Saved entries
● ● ● ● ●

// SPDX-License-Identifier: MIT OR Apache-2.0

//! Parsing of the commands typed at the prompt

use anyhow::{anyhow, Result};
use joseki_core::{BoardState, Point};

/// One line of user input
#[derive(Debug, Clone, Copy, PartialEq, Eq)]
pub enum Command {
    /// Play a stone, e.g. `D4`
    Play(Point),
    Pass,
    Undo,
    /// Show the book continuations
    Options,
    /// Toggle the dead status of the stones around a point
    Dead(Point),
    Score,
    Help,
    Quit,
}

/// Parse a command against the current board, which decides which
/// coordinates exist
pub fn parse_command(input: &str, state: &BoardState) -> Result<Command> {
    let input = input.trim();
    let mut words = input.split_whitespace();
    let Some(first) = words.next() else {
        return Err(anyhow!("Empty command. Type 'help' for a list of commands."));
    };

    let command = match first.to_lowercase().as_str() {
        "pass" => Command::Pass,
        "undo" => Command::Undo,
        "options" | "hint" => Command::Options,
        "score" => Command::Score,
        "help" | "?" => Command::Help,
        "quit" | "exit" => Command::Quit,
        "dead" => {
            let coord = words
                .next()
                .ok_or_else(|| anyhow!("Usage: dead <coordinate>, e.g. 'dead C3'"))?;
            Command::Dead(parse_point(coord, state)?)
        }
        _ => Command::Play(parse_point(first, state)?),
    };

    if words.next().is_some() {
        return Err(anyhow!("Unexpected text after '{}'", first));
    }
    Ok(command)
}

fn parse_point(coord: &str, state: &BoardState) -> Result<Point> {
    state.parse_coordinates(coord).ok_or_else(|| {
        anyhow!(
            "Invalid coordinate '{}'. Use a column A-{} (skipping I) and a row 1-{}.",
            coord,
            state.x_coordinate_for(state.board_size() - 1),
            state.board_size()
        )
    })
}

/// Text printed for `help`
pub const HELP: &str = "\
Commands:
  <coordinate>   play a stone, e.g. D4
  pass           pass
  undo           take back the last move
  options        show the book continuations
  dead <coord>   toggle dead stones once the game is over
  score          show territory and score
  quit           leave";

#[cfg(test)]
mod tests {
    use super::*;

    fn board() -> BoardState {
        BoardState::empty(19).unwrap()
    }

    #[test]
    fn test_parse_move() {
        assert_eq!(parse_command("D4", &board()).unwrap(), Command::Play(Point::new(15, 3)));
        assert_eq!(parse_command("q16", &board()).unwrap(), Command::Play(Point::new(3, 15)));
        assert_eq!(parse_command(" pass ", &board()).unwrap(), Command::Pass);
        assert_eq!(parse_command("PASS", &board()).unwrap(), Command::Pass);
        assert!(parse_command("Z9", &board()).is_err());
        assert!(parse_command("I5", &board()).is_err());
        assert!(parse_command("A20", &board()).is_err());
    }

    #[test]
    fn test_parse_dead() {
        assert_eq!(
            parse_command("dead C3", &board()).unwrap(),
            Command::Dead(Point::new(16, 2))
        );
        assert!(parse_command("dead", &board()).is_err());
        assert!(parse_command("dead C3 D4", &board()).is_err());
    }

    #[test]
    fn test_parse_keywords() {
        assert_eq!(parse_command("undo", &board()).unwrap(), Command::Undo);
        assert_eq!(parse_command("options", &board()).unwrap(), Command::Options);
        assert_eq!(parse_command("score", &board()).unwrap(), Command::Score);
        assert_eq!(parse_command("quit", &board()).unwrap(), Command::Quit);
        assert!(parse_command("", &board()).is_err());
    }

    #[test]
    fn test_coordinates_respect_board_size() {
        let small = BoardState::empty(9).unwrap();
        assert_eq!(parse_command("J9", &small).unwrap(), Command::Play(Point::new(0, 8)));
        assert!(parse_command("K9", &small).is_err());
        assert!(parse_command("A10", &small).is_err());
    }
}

● ● ● ● ●

> _TASK DETAILS_
Return all of the data word for word.

> _EXERCISE RESPONSE_
// SPDX-License-Identifier: MIT OR Apache-2.0

//! Parsing of the commands typed at the prompt

use anyhow::{anyhow, Result};
use joseki_core::{BoardState, Point};

/// One line of user input
#[derive(Debug, Clone, Copy, PartialEq, Eq)]
pub enum Command {
    /// Play a stone, e.g. `D4`
    Play(Point),
    Pass,
    Undo,
    /// Show the book continuations
    Options,
    /// Toggle the dead status of the stones around a point
    Dead(Point),
    Score,
    Help,
    Quit,
}

/// Parse a command against the current board, which decides which
/// coordinates exist
pub fn parse_command(input: &str, state: &BoardState) -> Result<Command> {
    let input = input.trim();
    let mut words = input.split_whitespace();
    let Some(first) = words.next() else {
        return Err(anyhow!("Empty command. Type 'help' for a list of commands."));
    };

    let command = match first.to_lowercase().as_str() {
        "pass" => Command::Pass,
        "undo" => Command::Undo,
        "options" | "hint" => Command::Options,
        "score" => Command::Score,
        "help" | "?" => Command::Help,
        "quit" | "exit" => Command::Quit,
        "dead" => {
            let coord = words
                .next()
                .ok_or_else(|| anyhow!("Usage: dead <coordinate>, e.g. 'dead C3'"))?;
            Command::Dead(parse_point(coord, state)?)
        }
        _ => Command::Play(parse_point(first, state)?),
    };

    if words.next().is_some() {
        return Err(anyhow!("Unexpected text after '{}'", first));
    }
    Ok(command)
}

fn parse_point(coord: &str, state: &BoardState) -> Result<Point> {
    state.parse_coordinates(coord).ok_or_else(|| {
        anyhow!(
            "Invalid coordinate '{}'. Use a column A-{} (skipping I) and a row 1-{}.",
            coord,
            state.x_coordinate_for(state.board_size() - 1),
            state.board_size()
        )
    })
}

/// Text printed for `help`
pub const HELP: &str = "\
Commands:
  <coordinate>   play a stone, e.g. D4
  pass           pass
  undo           take back the last move
  options        show the book continuations
  dead <coord>   toggle dead stones once the game is over
  score          show territory and score
  quit           leave";

#[cfg(test)]
mod tests {
    use super::*;

    fn board() -> BoardState {
        BoardState::empty(19).unwrap()
    }

    #[test]
    fn test_parse_move() {
        assert_eq!(parse_command("D4", &board()).unwrap(), Command::Play(Point::new(15, 3)));
        assert_eq!(parse_command("q16", &board()).unwrap(), Command::Play(Point::new(3, 15)));
        assert_eq!(parse_command(" pass ", &board()).unwrap(), Command::Pass);
        assert_eq!(parse_command("PASS", &board()).unwrap(), Command::Pass);
        assert!(parse_command("Z9", &board()).is_err());
        assert!(parse_command("I5", &board()).is_err());
        assert!(parse_command("A20", &board()).is_err());
    }

    #[test]
    fn test_parse_dead() {
        assert_eq!(
            parse_command("dead C3", &board()).unwrap(),
            Command::Dead(Point::new(16, 2))
        );
        assert!(parse_command("dead", &board()).is_err());
        assert!(parse_command("dead C3 D4", &board()).is_err());
    }

    #[test]
    fn test_parse_keywords() {
        assert_eq!(parse_command("undo", &board()).unwrap(), Command::Undo);
        assert_eq!(parse_command("options", &board()).unwrap(), Command::Options);
        assert_eq!(parse_command("score", &board()).unwrap(), Command::Score);
        assert_eq!(parse_command("quit", &board()).unwrap(), Command::Quit);
        assert!(parse_command("", &board()).is_err());
    }

    #[test]
    fn test_coordinates_respect_board_size() {
        let small = BoardState::empty(9).unwrap();
        assert_eq!(parse_command("J9", &small).unwrap(), Command::Play(Point::new(0, 8)));
        assert!(parse_command("K9", &small).is_err());
        assert!(parse_command("A10", &small).is_err());
    }
}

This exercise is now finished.